BRIEF
Determine how many lines of the material hold the word "point", and answer with the number only.

____

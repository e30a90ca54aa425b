// crates/auditproof-core/src/crypto.rs

use ed25519_dalek::{Signer, SigningKey, Verifier, VerifyingKey};
use rand::rngs::OsRng;
use sha2::{Digest, Sha256};

use crate::error::AuditProofError;
use crate::types::{Address, Bytes32};

/// Length of a signer attestation: 32-byte public key followed by a
/// 64-byte ed25519 signature.
pub const ATTESTATION_LEN: usize = 96;

/// An ed25519 keypair for signing and verification.
pub struct Keypair {
    pub signing_key: SigningKey,
    pub verifying_key: VerifyingKey,
}

impl Keypair {
    /// Generate a new random ed25519 keypair.
    pub fn generate() -> Self {
        let signing_key = SigningKey::generate(&mut OsRng);
        let verifying_key = signing_key.verifying_key();
        Keypair {
            signing_key,
            verifying_key,
        }
    }

    /// Rebuild a keypair from its 32-byte secret.
    pub fn from_secret_bytes(secret: &[u8; 32]) -> Self {
        let signing_key = SigningKey::from_bytes(secret);
        let verifying_key = signing_key.verifying_key();
        Keypair {
            signing_key,
            verifying_key,
        }
    }

    /// Parse a hex-encoded secret key (optionally `0x`-prefixed, whitespace ignored).
    pub fn from_secret_hex(raw: &str) -> Result<Self, AuditProofError> {
        let cleaned: String = raw.chars().filter(|c| !c.is_whitespace()).collect();
        let body = cleaned.strip_prefix("0x").unwrap_or(&cleaned);
        let bytes = hex::decode(body)
            .map_err(|e| AuditProofError::Crypto(format!("Invalid secret key hex: {}", e)))?;
        let secret: [u8; 32] = bytes.as_slice().try_into().map_err(|_| {
            AuditProofError::Crypto(format!(
                "Invalid secret key length: {} bytes (expected 32)",
                bytes.len()
            ))
        })?;
        Ok(Self::from_secret_bytes(&secret))
    }

    /// Get the public key bytes (32 bytes).
    pub fn public_key_bytes(&self) -> [u8; 32] {
        self.verifying_key.to_bytes()
    }

    /// The account address controlled by this keypair.
    pub fn address(&self) -> Address {
        address_from_public_key(&self.public_key_bytes())
    }

    /// Sign a message and return the signature bytes.
    pub fn sign(&self, message: &[u8]) -> Vec<u8> {
        let signature = self.signing_key.sign(message);
        signature.to_bytes().to_vec()
    }

    /// Sign a message and return a self-describing attestation
    /// (`public_key || signature`) from which the signer can be recovered.
    pub fn attest(&self, message: &[u8]) -> Vec<u8> {
        let mut out = Vec::with_capacity(ATTESTATION_LEN);
        out.extend_from_slice(&self.public_key_bytes());
        out.extend_from_slice(&self.sign(message));
        out
    }
}

impl Clone for Keypair {
    fn clone(&self) -> Self {
        Keypair::from_secret_bytes(&self.signing_key.to_bytes())
    }
}

/// Derive an account address: the last 20 bytes of SHA-256(public key).
pub fn address_from_public_key(public_key: &[u8; 32]) -> Address {
    let digest = hash_bytes(public_key);
    let mut out = [0u8; 20];
    out.copy_from_slice(&digest[12..]);
    Address(out)
}

/// Verify an ed25519 signature.
///
/// Returns `true` if the signature is valid for the given message and public key.
pub fn verify_signature(
    public_key_bytes: &[u8; 32],
    message: &[u8],
    signature_bytes: &[u8],
) -> Result<bool, AuditProofError> {
    let verifying_key = VerifyingKey::from_bytes(public_key_bytes)
        .map_err(|e| AuditProofError::Crypto(format!("Invalid public key: {}", e)))?;

    let signature_array: [u8; 64] = signature_bytes
        .try_into()
        .map_err(|_| AuditProofError::Crypto("Signature must be exactly 64 bytes".to_string()))?;

    let signature = ed25519_dalek::Signature::from_bytes(&signature_array);

    match verifying_key.verify(message, &signature) {
        Ok(()) => Ok(true),
        Err(_) => Ok(false),
    }
}

/// Recover the signer address from an attestation over `message`.
///
/// Returns `None` when the attestation is malformed or its signature does not
/// verify under the embedded public key.
pub fn recover_signer(message: &[u8], attestation: &[u8]) -> Option<Address> {
    if attestation.len() != ATTESTATION_LEN {
        return None;
    }
    let mut public_key = [0u8; 32];
    public_key.copy_from_slice(&attestation[..32]);
    match verify_signature(&public_key, message, &attestation[32..]) {
        Ok(true) => Some(address_from_public_key(&public_key)),
        _ => None,
    }
}

/// Compute SHA-256 hash of the given bytes.
///
/// Returns a 32-byte hash.
pub fn hash_bytes(data: &[u8]) -> [u8; 32] {
    let mut hasher = Sha256::new();
    hasher.update(data);
    let result = hasher.finalize();
    let mut output = [0u8; 32];
    output.copy_from_slice(&result);
    output
}

/// Hash a UTF-8 identifier (credential or proof id) into a 32-byte word.
pub fn id_to_bytes32(id: &str) -> Bytes32 {
    Bytes32(hash_bytes(id.as_bytes()))
}

#[cfg(test)]
mod tests {
    use super::*;

    #[test]
    fn test_keypair_sign_verify() {
        let keypair = Keypair::generate();
        let message = b"hello auditproof";

        let signature = keypair.sign(message);
        let pubkey = keypair.public_key_bytes();

        let valid = verify_signature(&pubkey, message, &signature).unwrap();
        assert!(valid);

        // Verify wrong message fails
        let wrong_message = b"wrong message";
        let invalid = verify_signature(&pubkey, wrong_message, &signature).unwrap();
        assert!(!invalid);
    }

    #[test]
    fn test_recover_signer_returns_attesting_address() {
        let keypair = Keypair::generate();
        let attestation = keypair.attest(b"digest");
        assert_eq!(attestation.len(), ATTESTATION_LEN);
        assert_eq!(recover_signer(b"digest", &attestation), Some(keypair.address()));
        assert_eq!(recover_signer(b"other", &attestation), None);
        assert_eq!(recover_signer(b"digest", &attestation[..64]), None);
    }

    #[test]
    fn test_secret_hex_roundtrip_preserves_address() {
        let keypair = Keypair::generate();
        let encoded = format!("0x{}\n", hex::encode(keypair.signing_key.to_bytes()));
        let restored = Keypair::from_secret_hex(&encoded).unwrap();
        assert_eq!(restored.address(), keypair.address());
        assert!(Keypair::from_secret_hex("0xdead").is_err());
    }

    #[test]
    fn test_hash_bytes() {
        let data = b"auditproof";
        let hash = hash_bytes(data);
        assert_eq!(hash.len(), 32);

        // Same input should produce same hash
        let hash2 = hash_bytes(data);
        assert_eq!(hash, hash2);

        // Different input should produce different hash
        let hash3 = hash_bytes(b"different");
        assert_ne!(hash, hash3);
    }
}
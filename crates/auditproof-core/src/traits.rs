// crates/auditproof-core/src/traits.rs

use std::time::Duration;

use async_trait::async_trait;

use crate::auditor::Auditor;
use crate::chain::{Confirmation, Receipt, SignedCall};
use crate::credential::Proof;
use crate::error::AuditProofError;
use crate::types::{Address, Bytes32, TxHash};

/// Connection to the chain hosting the auditor registry and credential ledger.
///
/// Implemented by auditproof-ledger (`LocalChain`).
#[async_trait]
pub trait ChainClient: Send + Sync {
    /// Read `getAuditorInfo(address)`. Unknown addresses yield an unapproved record.
    async fn auditor_info(&self, auditor: &Address) -> Result<Auditor, AuditProofError>;

    /// Read `isVerified(address)`.
    async fn is_verified(&self, project: &Address) -> Result<bool, AuditProofError>;

    /// Read `isCredentialAnchored(bytes32)`.
    async fn is_credential_anchored(&self, credential_id: &Bytes32) -> Result<bool, AuditProofError>;

    /// Next unused sequence number for `account`.
    async fn next_nonce(&self, account: &Address) -> Result<u64, AuditProofError>;

    /// Submit a signed call. Returns as soon as the transaction is accepted;
    /// confirmation is awaited separately.
    async fn submit(&self, call: SignedCall) -> Result<TxHash, AuditProofError>;

    /// Receipt for a previously submitted transaction, if known.
    async fn receipt(&self, tx_hash: &TxHash) -> Result<Option<Receipt>, AuditProofError>;

    /// Wait for one confirmation of `tx_hash`, giving up after `timeout`.
    async fn wait_for_confirmation(
        &self,
        tx_hash: &TxHash,
        timeout: Duration,
    ) -> Result<Confirmation, AuditProofError>;
}

/// Trait for proof attestation verification.
///
/// Implemented by auditproof-verify.
pub trait ProofVerifier: Send + Sync {
    /// Returns `true` iff the proof was attested by the trusted signer.
    /// Never errors on a mismatch.
    fn verify_proof(&self, proof: &Proof) -> bool;
}
// crates/auditproof-rpc/src/handlers/metrics.rs
//
// Metrics handler: GetMetrics.

use serde::{Deserialize, Serialize};

use auditproof_core::error::AuditProofError;
use auditproof_store::{MetricsAggregator, MetricsReport};

#[derive(Debug, Clone, Default, Serialize, Deserialize)]
pub struct GetMetricsRequest {}

pub async fn handle_get_metrics(
    metrics: &MetricsAggregator,
    _request: GetMetricsRequest,
) -> Result<MetricsReport, AuditProofError> {
    Ok(metrics.report().await)
}
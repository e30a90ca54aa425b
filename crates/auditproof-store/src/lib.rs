// crates/auditproof-store/src/lib.rs
//
// auditproof-store: Off-chain bookkeeping for the auditproof daemon.
//
// Application review records, issued credentials, and metric sample
// windows. Each store is an in-process, mutex-guarded table that rewrites
// a whole-file JSON snapshot on every mutation. None of them is
// authoritative for on-chain state.

pub mod applications;
pub mod credentials;
pub mod metrics;
pub mod snapshot;

// Re-export key types for ergonomic access from downstream crates.
pub use applications::ApplicationStore;
pub use credentials::{CredentialFilter, CredentialStore};
pub use metrics::{MetricsAggregator, MetricsReport, DEFAULT_WINDOW};
pub use snapshot::Snapshot;

#[cfg(test)]
pub(crate) mod test_util {
    use std::path::{Path, PathBuf};

    /// A fresh path under the system temp directory.
    pub fn temp_path(name: &str) -> PathBuf {
        std::env::temp_dir()
            .join(format!("auditproof-test-{}", uuid::Uuid::new_v4()))
            .join(name)
    }

    /// Replace the directory holding `path` with a plain file so that any
    /// later snapshot write fails, regardless of the caller's privileges.
    pub async fn block_writes(path: &Path) {
        let dir = path.parent().unwrap();
        if dir.exists() {
            tokio::fs::remove_dir_all(dir).await.unwrap();
        }
        tokio::fs::write(dir, b"").await.unwrap();
    }
}
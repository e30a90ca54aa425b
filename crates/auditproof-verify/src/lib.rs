// crates/auditproof-verify/src/lib.rs
//
// auditproof-verify: Trusted-signer proof attestation and verification.
//
// A proof is valid iff one designated signer attested to a domain-separated
// digest over the proof's identity, parties, content, and public inputs.
// This is a single point of trust, not a zero-knowledge system: soundness
// rests entirely on the secrecy of that one key.

pub mod prover;
pub mod verifier;

// Re-export key types for ergonomic access from downstream crates.
pub use prover::TrustedProver;
pub use verifier::{proof_digest, SignatureVerifier};
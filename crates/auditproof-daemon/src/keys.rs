// crates/auditproof-daemon/src/keys.rs
//
// Key files: a single line holding the hex-encoded 32-byte ed25519 secret.

use std::fs;
use std::path::Path;

use auditproof_core::crypto::Keypair;
use auditproof_core::error::AuditProofError;

/// Load the keypair stored at `path`, generating and saving a fresh one if
/// the file does not exist.
pub fn load_or_generate(path: &str, label: &str) -> Result<Keypair, AuditProofError> {
    let path = Path::new(path);
    if path.exists() {
        let raw = fs::read_to_string(path)?;
        let keypair = Keypair::from_secret_hex(&raw)?;
        tracing::info!("Loaded {} key {} from {}", label, keypair.address(), path.display());
        return Ok(keypair);
    }

    let keypair = Keypair::generate();
    if let Some(parent) = path.parent() {
        fs::create_dir_all(parent)?;
    }
    fs::write(path, format!("{}\n", hex::encode(keypair.signing_key.to_bytes())))?;
    tracing::warn!(
        "No {} key at {}; generated {}",
        label,
        path.display(),
        keypair.address()
    );
    Ok(keypair)
}
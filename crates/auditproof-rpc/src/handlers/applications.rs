// crates/auditproof-rpc/src/handlers/applications.rs
//
// Public application handler: SubmitApplication.

use serde::{Deserialize, Serialize};

use auditproof_core::auditor::Application;
use auditproof_core::error::AuditProofError;
use auditproof_orchestrator::AdmissionService;

#[derive(Debug, Clone, Default, Serialize, Deserialize)]
#[serde(rename_all = "camelCase")]
pub struct SubmitApplicationRequest {
    #[serde(default)]
    pub wallet_address: String,
}

/// Handle a SubmitApplication request. Resubmitting after a rejection
/// resets the application to pending.
pub async fn handle_submit_application(
    admission: &AdmissionService,
    request: SubmitApplicationRequest,
) -> Result<Application, AuditProofError> {
    admission.submit_application(&request.wallet_address).await
}
impl AuditProofServiceImpl {
    /// Dispatch a JSON-RPC request to the appropriate handler based on the method name.
    async fn dispatch(&self, request: JsonRpcRequest) -> JsonRpcResponse {
        let method = request.method.clone();
        let services = &self.services;

        let result = match request.method.as_str() {
            // Admin
            "admin/approve-auditor" => {
                let admission = services.admission.clone();
                dispatch_handler(request.params, |r| async move {
                    handlers::admin::handle_approve_auditor(&admission, r).await
                })
                .await
            }
            "admin/applications" => {
                let admission = services.admission.clone();
                dispatch_handler(request.params, |r| async move {
                    handlers::admin::handle_list_applications(&admission, r).await
                })
                .await
            }
            "admin/reject-application" => {
                let admission = services.admission.clone();
                dispatch_handler(request.params, |r| async move {
                    handlers::admin::handle_reject_application(&admission, r).await
                })
                .await
            }
            "admin/revoke-auditor" => {
                let admission = services.admission.clone();
                dispatch_handler(request.params, |r| async move {
                    handlers::admin::handle_revoke_auditor(&admission, r).await
                })
                .await
            }

            // Applications
            "applications/submit" => {
                let admission = services.admission.clone();
                dispatch_handler(request.params, |r| async move {
                    handlers::applications::handle_submit_application(&admission, r).await
                })
                .await
            }

            // Credentials
            "credentials/issue" => {
                let issuance = services.issuance.clone();
                dispatch_handler(request.params, |r| async move {
                    handlers::credentials::handle_issue_credential(&issuance, r).await
                })
                .await
            }
            "credentials/get" => {
                let credentials = services.credentials.clone();
                dispatch_handler(request.params, |r| async move {
                    handlers::credentials::handle_get_credential(&credentials, r).await
                })
                .await
            }
            "credentials/list" => {
                let credentials = services.credentials.clone();
                dispatch_handler(request.params, |r| async move {
                    handlers::credentials::handle_list_credentials(&credentials, r).await
                })
                .await
            }

            // Proofs
            "proofs/generate" => {
                let issuance = services.issuance.clone();
                dispatch_handler(request.params, |r| async move {
                    handlers::proofs::handle_generate_proof(&issuance, r).await
                })
                .await
            }
            "proofs/verify" => {
                let verification = services.verification.clone();
                dispatch_handler(request.params, |r| async move {
                    handlers::proofs::handle_verify_proof(&verification, r).await
                })
                .await
            }

            // Metrics
            "metrics/get" => {
                let metrics = services.metrics.clone();
                dispatch_handler(request.params, |r| async move {
                    handlers::metrics::handle_get_metrics(&metrics, r).await
                })
                .await
            }

            // Node
            "node/health" => {
                let chain = services.chain.clone();
                dispatch_handler(request.params, |r| async move {
                    handlers::node::handle_get_health(&chain, r).await
                })
                .await
            }

            // Chain
            "auditors/list" => {
                let chain = services.chain.clone();
                dispatch_handler(request.params, |r| async move {
                    handlers::chain::handle_list_auditors(&chain, r).await
                })
                .await
            }
            "auditors/get" => {
                let chain = services.chain.clone();
                dispatch_handler(request.params, |r| async move {
                    handlers::chain::handle_get_auditor(chain.as_ref(), r).await
                })
                .await
            }
            "chain/nonce" => {
                let chain = services.chain.clone();
                dispatch_handler(request.params, |r| async move {
                    handlers::chain::handle_get_nonce(chain.as_ref(), r).await
                })
                .await
            }
            "chain/send-transaction" => {
                let chain = services.chain.clone();
                dispatch_handler(request.params, |r| async move {
                    handlers::chain::handle_send_transaction(chain.as_ref(), r).await
                })
                .await
            }
            "chain/receipt" => {
                let chain = services.chain.clone();
                dispatch_handler(request.params, |r| async move {
                    handlers::chain::handle_get_receipt(chain.as_ref(), r).await
                })
                .await
            }

            _ => Err(AuditProofError::NotFound(format!(
                "Unknown method: {}",
                request.method
            ))),
        };

        match result {
            Ok(value) => {
                tracing::debug!("{} -> 200", method);
                JsonRpcResponse::ok(value)
            }
            Err(e) => {
                let response = JsonRpcResponse::err(&e);
                if response.code >= 500 {
                    tracing::warn!("{} -> {}: {}", method, response.code, e);
                } else {
                    tracing::debug!("{} -> {}: {}", method, response.code, e);
                }
                response
            }
        }
    }
}
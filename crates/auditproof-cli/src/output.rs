// crates/auditproof-cli/src/output.rs
//
// Output formatting utilities for the auditproof CLI.
// Supports table and JSON output modes.

use serde::Serialize;
use tabled::{Table, Tabled};

/// Output format for CLI commands.
#[derive(Debug, Clone, Copy, PartialEq, Eq)]
pub enum OutputFormat {
    /// Pretty-printed table output (default).
    Table,
    /// JSON output for machine consumption.
    Json,
}

impl OutputFormat {
    pub fn from_flag(json: bool) -> Self {
        if json {
            OutputFormat::Json
        } else {
            OutputFormat::Table
        }
    }
}

/// Format a slice of Tabled items as a table string.
pub fn format_table<T: Tabled>(data: &[T]) -> String {
    Table::new(data).to_string()
}

/// Format a serializable value as a pretty-printed JSON string.
pub fn format_json<T: Serialize>(data: &T) -> String {
    serde_json::to_string_pretty(data).unwrap_or_else(|e| format!("JSON serialization error: {}", e))
}

/// Shorten a hex string for table cells: `0x1234…abcd`. Counts characters,
/// so ids echoed from the daemon never split a multi-byte code point.
pub fn abbreviate(hex: &str) -> String {
    let chars: Vec<char> = hex.chars().collect();
    if chars.len() > 14 {
        let head: String = chars[..6].iter().collect();
        let tail: String = chars[chars.len() - 4..].iter().collect();
        format!("{}…{}", head, tail)
    } else {
        hex.to_string()
    }
}
// crates/auditproof-ledger/src/lib.rs
//
// auditproof-ledger: the on-chain half of the trust pipeline.
//
// AuditorRegistry owns auditor admission state. CredentialLedger owns
// credential anchors and verification records and is the only writer of
// auditor credential counts. LocalChain hosts both behind the ChainClient
// trait, authenticating signed calls and modelling confirmation latency.

pub mod ledger;
pub mod local_chain;
pub mod registry;

pub use ledger::CredentialLedger;
pub use local_chain::{ChainConfig, ChainInfo, LocalChain};
pub use registry::AuditorRegistry;
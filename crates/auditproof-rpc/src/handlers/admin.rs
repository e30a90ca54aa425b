// crates/auditproof-rpc/src/handlers/admin.rs
//
// Admin handlers: ApproveAuditor, ListApplications, RejectApplication,
// RevokeAuditor. All transactions are sent from the daemon's admin identity.

use serde::{Deserialize, Serialize};

use auditproof_core::error::AuditProofError;
use auditproof_core::types::TxHash;
use auditproof_orchestrator::{AdmissionService, ApplicationList, ApproveRequest, ApproveResponse};

// ---------------------------------------------------------------------------
// ApproveAuditor
// ---------------------------------------------------------------------------

/// Handle an ApproveAuditor request.
///
/// Returns once the approval transaction is accepted. Confirmation and
/// credibility scoring continue in the background.
pub async fn handle_approve_auditor(
    admission: &AdmissionService,
    request: ApproveRequest,
) -> Result<ApproveResponse, AuditProofError> {
    admission.approve(request).await
}

// ---------------------------------------------------------------------------
// ListApplications
// ---------------------------------------------------------------------------

#[derive(Debug, Clone, Default, Serialize, Deserialize)]
pub struct ListApplicationsRequest {
    /// One of "pending", "approved", "rejected". Anything else lists all.
    #[serde(default)]
    pub status: Option<String>,
}

pub async fn handle_list_applications(
    admission: &AdmissionService,
    request: ListApplicationsRequest,
) -> Result<ApplicationList, AuditProofError> {
    Ok(admission.list(request.status.as_deref()).await)
}

// ---------------------------------------------------------------------------
// RejectApplication
// ---------------------------------------------------------------------------

#[derive(Debug, Clone, Default, Serialize, Deserialize)]
#[serde(rename_all = "camelCase")]
pub struct RejectApplicationRequest {
    #[serde(default)]
    pub wallet_address: String,
}

#[derive(Debug, Clone, Serialize, Deserialize)]
pub struct RejectApplicationResponse {
    pub ok: bool,
}

pub async fn handle_reject_application(
    admission: &AdmissionService,
    request: RejectApplicationRequest,
) -> Result<RejectApplicationResponse, AuditProofError> {
    admission.reject(&request.wallet_address).await?;
    Ok(RejectApplicationResponse { ok: true })
}

// ---------------------------------------------------------------------------
// RevokeAuditor
// ---------------------------------------------------------------------------

#[derive(Debug, Clone, Default, Serialize, Deserialize)]
#[serde(rename_all = "camelCase")]
pub struct RevokeAuditorRequest {
    #[serde(default)]
    pub auditor_address: String,
}

#[derive(Debug, Clone, Serialize, Deserialize)]
#[serde(rename_all = "camelCase")]
pub struct RevokeAuditorResponse {
    pub ok: bool,
    pub tx_hash: TxHash,
}

pub async fn handle_revoke_auditor(
    admission: &AdmissionService,
    request: RevokeAuditorRequest,
) -> Result<RevokeAuditorResponse, AuditProofError> {
    let tx_hash = admission.revoke(&request.auditor_address).await?;
    Ok(RevokeAuditorResponse { ok: true, tx_hash })
}
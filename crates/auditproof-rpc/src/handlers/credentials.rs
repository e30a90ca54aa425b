// crates/auditproof-rpc/src/handlers/credentials.rs
//
// Credential handlers: IssueCredential, GetCredential, ListCredentials.

use serde::{Deserialize, Serialize};

use auditproof_core::credential::Credential;
use auditproof_core::error::AuditProofError;
use auditproof_core::types::Address;
use auditproof_orchestrator::IssuanceService;
use auditproof_store::{CredentialFilter, CredentialStore};

// ---------------------------------------------------------------------------
// IssueCredential
// ---------------------------------------------------------------------------

/// Request to issue an audit credential. Fields are validated by the
/// issuance service so that a missing field is a 400, not a decode error.
#[derive(Debug, Clone, Default, Serialize, Deserialize)]
#[serde(rename_all = "camelCase")]
pub struct IssueCredentialRequest {
    #[serde(default)]
    pub issuer: String,
    #[serde(default)]
    pub subject: String,
    #[serde(default)]
    pub summary_hash: String,
    #[serde(default)]
    pub status: String,
}

pub async fn handle_issue_credential(
    issuance: &IssuanceService,
    request: IssueCredentialRequest,
) -> Result<Credential, AuditProofError> {
    issuance
        .issue(
            &request.issuer,
            &request.subject,
            &request.summary_hash,
            &request.status,
        )
        .await
}

// ---------------------------------------------------------------------------
// GetCredential
// ---------------------------------------------------------------------------

#[derive(Debug, Clone, Default, Serialize, Deserialize)]
pub struct GetCredentialRequest {
    #[serde(default)]
    pub id: String,
}

pub async fn handle_get_credential(
    credentials: &CredentialStore,
    request: GetCredentialRequest,
) -> Result<Credential, AuditProofError> {
    credentials
        .get(&request.id)
        .await
        .ok_or_else(|| AuditProofError::NotFound(format!("Credential {}", request.id)))
}

// ---------------------------------------------------------------------------
// ListCredentials
// ---------------------------------------------------------------------------

#[derive(Debug, Clone, Default, Serialize, Deserialize)]
pub struct ListCredentialsRequest {
    #[serde(default)]
    pub issuer: Option<String>,
    #[serde(default)]
    pub subject: Option<String>,
}

#[derive(Debug, Clone, Serialize, Deserialize)]
pub struct ListCredentialsResponse {
    pub count: usize,
    pub credentials: Vec<Credential>,
}

pub async fn handle_list_credentials(
    credentials: &CredentialStore,
    request: ListCredentialsRequest,
) -> Result<ListCredentialsResponse, AuditProofError> {
    let filter = CredentialFilter {
        issuer: parse_filter(request.issuer.as_deref())?,
        subject: parse_filter(request.subject.as_deref())?,
    };
    let credentials = credentials.list(filter).await;
    Ok(ListCredentialsResponse {
        count: credentials.len(),
        credentials,
    })
}

fn parse_filter(raw: Option<&str>) -> Result<Option<Address>, AuditProofError> {
    match raw.map(str::trim) {
        Some(s) if !s.is_empty() => Address::parse(s).map(Some),
        _ => Ok(None),
    }
}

____

YOUR RESPONSE
2